Figure 1. Sample record in HBase table
Sample record in HBase table

The row keys in a table are arbitrary strings where every read or write of data under a single row key is atomic. HBase maintains the data in lexicographic order by row key where the row range for a table is dynamically partitioned. Having the row keys always sorted can give you something like the primary key index found in relational databases.

While the original BigTable implementation only considers a single index, HBase adds support for secondary indices. Each row range is in each table called a tablet that represents the unit of distribution and load balancing. Reads of short row ranges are efficient and typically require communication with only a small number of machines.

Did you know? Sparse data sets

Since I've just mentioned sparse data sets again in this article, I thought I'd define what I mean. A sparse data matrix is one that has a low density of significant data or connections. Like I say over in the text, the majority of the values are null. (The other side of the spectrum, in a dense data matrix, the majority of values will be not-null. The implications for storage are this:

  • Sparse matrices are easily compressed, resulting in much less storage space usage.
  • Algorithms used to manipulate dense matrices are by their nature slow with quite a bit of computational overhead; that costly effort is wasted on sparse matrices.

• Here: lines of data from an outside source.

//! Schema/data migration engine.
//!
//! Migrations are numbered units of work registered with the engine at
//! build time and applied in strictly increasing numeric order, each at
//! most once. The applied watermark lives in the option table and only
//! ever advances. A failed migration halts the pass without touching the
//! watermark; operators fix the cause and re-run `process`, which is
//! always safe because migrations detect already-applied state themselves.

use dedupfs_store::{StoreBackend, StoreError, StoreOptions};
use tracing::{error, info};

use crate::error::MaintainError;

/// Diagnostic outcome of a failed migration. Carried as a value — never
/// as an unwinding panic.
#[derive(Debug, thiserror::Error)]
#[error("{message}")]
pub struct MigrationFailure {
    /// Human-readable diagnostic for the operator log.
    pub message: String,
}

impl MigrationFailure {
    /// Build a failure from any displayable diagnostic.
    pub fn new(message: impl Into<String>) -> Self {
        Self {
            message: message.into(),
        }
    }
}

impl From<StoreError> for MigrationFailure {
    fn from(e: StoreError) -> Self {
        Self::new(e.to_string())
    }
}

/// One numbered schema/data migration.
///
/// `apply` must be internally transactional (use [`run_in_transaction`])
/// and idempotent: re-invocation against an already-migrated store either
/// no-ops or fails gracefully, since a lost watermark write re-runs it.
pub trait StoreMigration: Send + Sync {
    /// Identifier the ordering number is derived from, e.g.
    /// `"0002_register_zstd_method"`.
    fn name(&self) -> &'static str;

    /// Apply the migration against the store.
    fn apply(&self, store: &dyn StoreBackend) -> Result<(), MigrationFailure>;
}

/// Derive the sortable number from a migration identifier: every non-digit
/// character is stripped and the remaining digits parse as the number.
/// Identifiers without digits sort first as 0.
pub fn migration_number(name: &str) -> u32 {
    let digits: String = name.chars().filter(|c| c.is_ascii_digit()).collect();
    digits.parse().unwrap_or(0)
}

/// Run a closure inside a transaction, committing on success and rolling
/// back on failure. The watermark is not part of this scope.
pub fn run_in_transaction<T>(
    store: &dyn StoreBackend,
    f: impl FnOnce(&dyn StoreBackend) -> Result<T, MigrationFailure>,
) -> Result<T, MigrationFailure> {
    store.begin()?;
    match f(store) {
        Ok(value) => {
            store.commit()?;
            Ok(value)
        }
        Err(failure) => {
            if let Err(e) = store.rollback() {
                error!(error = %e, "rollback failed after migration error");
            }
            Err(failure)
        }
    }
}

/// Result of one `process` pass.
#[derive(Debug, Clone, PartialEq, Eq)]
pub struct ProcessReport {
    /// Watermark recorded after the pass.
    pub watermark: u32,
    /// Highest migration number known to the engine.
    pub latest: u32,
    /// Migrations applied during this pass.
    pub applied: u32,
}

impl ProcessReport {
    /// True when the store is at the version implied by the running code.
    pub fn reached_latest(&self) -> bool {
        self.watermark >= self.latest
    }
}

/// Ordered registry of migrations plus the logic to apply them.
#[derive(Default)]
pub struct MigrationEngine {
    migrations: Vec<Box<dyn StoreMigration>>,
}

impl MigrationEngine {
    /// An engine with no migrations registered.
    pub fn new() -> Self {
        Self::default()
    }

    /// An engine carrying the shipped schema history.
    pub fn with_builtin() -> Self {
        let mut engine = Self::new();
        for m in crate::migrations::builtin() {
            engine.register(m);
        }
        engine
    }

    /// Register a migration. Ordering is by derived number, stable for
    /// ties, regardless of registration order.
    pub fn register(&mut self, migration: Box<dyn StoreMigration>) {
        self.migrations.push(migration);
        self.migrations
            .sort_by_key(|m| migration_number(m.name()));
    }

    /// Highest migration number known to this engine, 0 when empty.
    pub fn latest_number(&self) -> u32 {
        self.migrations
            .iter()
            .map(|m| migration_number(m.name()))
            .max()
            .unwrap_or(0)
    }

    /// Whether `process` would do any work.
    ///
    /// A never-initialized store has nothing to migrate *from* and reports
    /// false. An initialized store with no recorded watermark predates
    /// migration tracking and reports true.
    pub fn is_migration_needed(&self, store: &dyn StoreBackend) -> Result<bool, MaintainError> {
        if !store.is_initialized() {
            return Ok(false);
        }
        match store.migration_watermark()? {
            None => Ok(true),
            Some(watermark) => Ok(self.latest_number() > watermark),
        }
    }

    /// Apply every migration numbered above the current watermark, in
    /// ascending order, advancing the watermark after each success. A
    /// failure stops the pass; earlier successes stay applied and
    /// recorded.
    pub fn process(&self, store: &dyn StoreBackend) -> Result<ProcessReport, MaintainError> {
        let mut watermark = store.migration_watermark()?.unwrap_or(0);
        let mut applied = 0u32;

        for migration in &self.migrations {
            let number = migration_number(migration.name());
            if number <= watermark {
                continue;
            }
            if !self.run_migration(migration.as_ref(), store) {
                break;
            }
            store.set_migration_watermark(number)?;
            watermark = number;
            applied += 1;
        }

        let report = ProcessReport {
            watermark,
            latest: self.latest_number(),
            applied,
        };
        if report.reached_latest() {
            info!(watermark, applied, "migration pass complete");
        } else {
            error!(
                watermark,
                latest = report.latest,
                "migration pass did not reach latest version"
            );
        }
        Ok(report)
    }

    /// Run one migration, logging the outcome. Failures are caught and
    /// reported, never re-raised.
    fn run_migration(&self, migration: &dyn StoreMigration, store: &dyn StoreBackend) -> bool {
        let name = migration.name();
        info!(migration = name, "applying migration");
        match migration.apply(store) {
            Ok(()) => {
                info!(migration = name, "migration applied");
                true
            }
            Err(failure) => {
                error!(migration = name, diagnostic = %failure, "migration failed");
                false
            }
        }
    }
}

HBase can have an unbounded number of columns that are grouped into sets called column families. These column families represent the basic unit of access control. The data is stored by column and it doesn't need to store values when they are null, so HBase is suitable for sparse data sets. Every column value (cell) either is timestamped implicitly by the system or can be set explicitly by the user. This means that each cell in a BigTable can contain multiple versions of the same data which are indexed by their timestamps. The user can flexibly specify how many versions of a value should be kept. These versions are stored in decreasing timestamp order so that the most recent versions can be always read first. Putting this together, you'll find you can express the access to data as follows:

(Table, RowKey, Family, Column, Timestamp) --> Value

The fact that reads of short row ranges require low communication can affect the development of queries, so that they are suitable to the available network resources. On the physical level, HBase uses the Hadoop distributed file system in place of the Google file system. It puts updates into memory and periodically writes them out to files on the disk.

The basic unit of scalability and load balancing in HBase is called a region. Regions are essentially contiguous ranges of rows stored together. They are dynamically split by the system when they become too large; alternatively they may also be merged to reduce their number and required storage files.

Initially there is only one region for a table; as you start adding data to it, the system is monitoring it to ensure that you do not exceed a configured maximum size. If you exceed the limit, the region is split into two at the middle key of the region creating two roughly equal halves. Each region is served by exactly one region server and each of these servers can serve many regions at any time.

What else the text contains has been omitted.